A. A schematic representation of mIGF2BP2 mutants. Only the sequences surrounding the canonical translation initiation site and the internal Met69 are shown. The two putative translation initiation sites are in red. Cds, wild-type coding sequence of IGF2BP2; UTR, wild-type IGF2BP2 with 34 nt 5′UTR and 336 nt 3′UTR sequences included; Kozak1/2, wild-type IGF2BP2 with added Kozak sequence upstream of the canonical starting codon, 1/2Ile, the first and second ATG codon was mutated to ATC; 69Ile, the internal Met69 codon was mutated to ATC, mutKozak69, the Kozak consensus sequence flanking the internal Met69 was mutated; Δ5′, the first 66 codons including the first and second ATG codons were deleted.

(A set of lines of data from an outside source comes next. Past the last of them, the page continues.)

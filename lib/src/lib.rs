pub mod batch;
pub mod config;
pub mod error;
pub mod export;
pub mod locator;
pub mod models;
pub mod snapshot;
pub mod utils;

// Re-export error types for convenience
pub use error::{ExportError, Result};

B. Protein analysis of mouse IGF2BP2 mutants expressed in 3T3-L1 preadipocytes (upper panels) and NIH-3T3 fibroblasts (lower panels) using retrovirus vectors. Untreated cells, and cells transfected with the empty vector pBabe, were used as controls. Cellular proteins (10 µg/lane) were resolved by 10% SDS-PAGE and blots were probed with antibody to IGF2BP2 C-terminal peptide (CRB Ltd) and with antibody to the p85 subunit of PI3-kinase as a loading control.